What the exercise asks: What follows is a listing. Return every line of it exactly.

Given data:
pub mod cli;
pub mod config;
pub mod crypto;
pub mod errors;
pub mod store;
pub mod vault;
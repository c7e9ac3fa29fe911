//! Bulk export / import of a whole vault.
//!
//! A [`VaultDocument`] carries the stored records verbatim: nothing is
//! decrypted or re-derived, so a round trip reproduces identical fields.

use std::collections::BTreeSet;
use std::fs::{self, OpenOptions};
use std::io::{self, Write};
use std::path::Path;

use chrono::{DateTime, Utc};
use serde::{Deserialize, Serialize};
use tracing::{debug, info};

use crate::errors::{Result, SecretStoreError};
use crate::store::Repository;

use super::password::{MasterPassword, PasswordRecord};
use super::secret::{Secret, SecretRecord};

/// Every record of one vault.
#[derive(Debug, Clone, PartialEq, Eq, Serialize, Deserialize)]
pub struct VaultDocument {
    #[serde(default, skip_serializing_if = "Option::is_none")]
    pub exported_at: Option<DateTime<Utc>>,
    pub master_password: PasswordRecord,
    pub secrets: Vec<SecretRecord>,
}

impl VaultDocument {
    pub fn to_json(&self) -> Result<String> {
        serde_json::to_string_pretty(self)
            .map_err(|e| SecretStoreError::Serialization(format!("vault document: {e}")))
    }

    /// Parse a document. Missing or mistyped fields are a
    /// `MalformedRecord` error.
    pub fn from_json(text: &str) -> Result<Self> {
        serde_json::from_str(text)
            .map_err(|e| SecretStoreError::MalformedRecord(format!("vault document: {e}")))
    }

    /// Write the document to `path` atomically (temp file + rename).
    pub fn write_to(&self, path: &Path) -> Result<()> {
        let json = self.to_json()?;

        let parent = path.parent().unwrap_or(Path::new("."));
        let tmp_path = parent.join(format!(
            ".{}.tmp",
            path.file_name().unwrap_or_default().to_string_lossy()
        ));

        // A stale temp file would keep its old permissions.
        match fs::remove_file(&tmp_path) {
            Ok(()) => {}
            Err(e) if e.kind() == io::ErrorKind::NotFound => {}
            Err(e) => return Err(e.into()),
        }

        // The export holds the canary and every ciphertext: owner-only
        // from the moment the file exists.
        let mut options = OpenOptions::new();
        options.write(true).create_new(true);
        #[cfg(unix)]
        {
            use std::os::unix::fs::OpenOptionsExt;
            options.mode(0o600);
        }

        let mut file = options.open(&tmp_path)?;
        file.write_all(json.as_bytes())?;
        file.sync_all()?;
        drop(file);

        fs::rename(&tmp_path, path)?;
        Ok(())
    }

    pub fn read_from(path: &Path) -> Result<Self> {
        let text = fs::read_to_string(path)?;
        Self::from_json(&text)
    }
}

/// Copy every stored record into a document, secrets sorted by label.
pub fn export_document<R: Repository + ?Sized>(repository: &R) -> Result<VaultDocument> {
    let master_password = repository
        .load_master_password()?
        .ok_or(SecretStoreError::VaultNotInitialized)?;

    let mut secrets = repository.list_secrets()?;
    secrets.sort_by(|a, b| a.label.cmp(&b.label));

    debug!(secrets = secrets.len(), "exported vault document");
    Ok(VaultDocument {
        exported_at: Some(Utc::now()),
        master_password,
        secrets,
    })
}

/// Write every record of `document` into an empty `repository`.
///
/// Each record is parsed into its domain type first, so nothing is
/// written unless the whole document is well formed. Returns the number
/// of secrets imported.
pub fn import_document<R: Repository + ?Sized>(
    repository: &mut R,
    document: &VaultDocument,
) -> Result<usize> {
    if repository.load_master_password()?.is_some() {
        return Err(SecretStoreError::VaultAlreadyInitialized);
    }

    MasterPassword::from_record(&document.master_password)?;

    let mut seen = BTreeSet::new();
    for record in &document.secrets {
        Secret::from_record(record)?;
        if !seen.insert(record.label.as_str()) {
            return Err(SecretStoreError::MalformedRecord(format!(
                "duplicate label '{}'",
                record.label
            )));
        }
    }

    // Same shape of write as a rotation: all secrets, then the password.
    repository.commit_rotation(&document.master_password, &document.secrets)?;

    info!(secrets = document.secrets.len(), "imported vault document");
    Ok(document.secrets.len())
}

Written solution:
pub mod cli;
pub mod config;
pub mod crypto;
pub mod errors;
pub mod store;
pub mod vault;
repository c7e9ac3fa29fe911
//! Bulk export / import of a whole vault.
//!
//! A [`VaultDocument`] carries the stored records verbatim: nothing is
//! decrypted or re-derived, so a round trip reproduces identical fields.

use std::collections::BTreeSet;
use std::fs::{self, OpenOptions};
use std::io::{self, Write};
use std::path::Path;

use chrono::{DateTime, Utc};
use serde::{Deserialize, Serialize};
use tracing::{debug, info};

use crate::errors::{Result, SecretStoreError};
use crate::store::Repository;

use super::password::{MasterPassword, PasswordRecord};
use super::secret::{Secret, SecretRecord};

/// Every record of one vault.
#[derive(Debug, Clone, PartialEq, Eq, Serialize, Deserialize)]
pub struct VaultDocument {
    #[serde(default, skip_serializing_if = "Option::is_none")]
    pub exported_at: Option<DateTime<Utc>>,
    pub master_password: PasswordRecord,
    pub secrets: Vec<SecretRecord>,
}

impl VaultDocument {
    pub fn to_json(&self) -> Result<String> {
        serde_json::to_string_pretty(self)
            .map_err(|e| SecretStoreError::Serialization(format!("vault document: {e}")))
    }

    /// Parse a document. Missing or mistyped fields are a
    /// `MalformedRecord` error.
    pub fn from_json(text: &str) -> Result<Self> {
        serde_json::from_str(text)
            .map_err(|e| SecretStoreError::MalformedRecord(format!("vault document: {e}")))
    }

    /// Write the document to `path` atomically (temp file + rename).
    pub fn write_to(&self, path: &Path) -> Result<()> {
        let json = self.to_json()?;

        let parent = path.parent().unwrap_or(Path::new("."));
        let tmp_path = parent.join(format!(
            ".{}.tmp",
            path.file_name().unwrap_or_default().to_string_lossy()
        ));

        // A stale temp file would keep its old permissions.
        match fs::remove_file(&tmp_path) {
            Ok(()) => {}
            Err(e) if e.kind() == io::ErrorKind::NotFound => {}
            Err(e) => return Err(e.into()),
        }

        // The export holds the canary and every ciphertext: owner-only
        // from the moment the file exists.
        let mut options = OpenOptions::new();
        options.write(true).create_new(true);
        #[cfg(unix)]
        {
            use std::os::unix::fs::OpenOptionsExt;
            options.mode(0o600);
        }

        let mut file = options.open(&tmp_path)?;
        file.write_all(json.as_bytes())?;
        file.sync_all()?;
        drop(file);

        fs::rename(&tmp_path, path)?;
        Ok(())
    }

    pub fn read_from(path: &Path) -> Result<Self> {
        let text = fs::read_to_string(path)?;
        Self::from_json(&text)
    }
}

/// Copy every stored record into a document, secrets sorted by label.
pub fn export_document<R: Repository + ?Sized>(repository: &R) -> Result<VaultDocument> {
    let master_password = repository
        .load_master_password()?
        .ok_or(SecretStoreError::VaultNotInitialized)?;

    let mut secrets = repository.list_secrets()?;
    secrets.sort_by(|a, b| a.label.cmp(&b.label));

    debug!(secrets = secrets.len(), "exported vault document");
    Ok(VaultDocument {
        exported_at: Some(Utc::now()),
        master_password,
        secrets,
    })
}

/// Write every record of `document` into an empty `repository`.
///
/// Each record is parsed into its domain type first, so nothing is
/// written unless the whole document is well formed. Returns the number
/// of secrets imported.
pub fn import_document<R: Repository + ?Sized>(
    repository: &mut R,
    document: &VaultDocument,
) -> Result<usize> {
    if repository.load_master_password()?.is_some() {
        return Err(SecretStoreError::VaultAlreadyInitialized);
    }

    MasterPassword::from_record(&document.master_password)?;

    let mut seen = BTreeSet::new();
    for record in &document.secrets {
        Secret::from_record(record)?;
        if !seen.insert(record.label.as_str()) {
            return Err(SecretStoreError::MalformedRecord(format!(
                "duplicate label '{}'",
                record.label
            )));
        }
    }

    // Same shape of write as a rotation: all secrets, then the password.
    repository.commit_rotation(&document.master_password, &document.secrets)?;

    info!(secrets = document.secrets.len(), "imported vault document");
    Ok(document.secrets.len())
}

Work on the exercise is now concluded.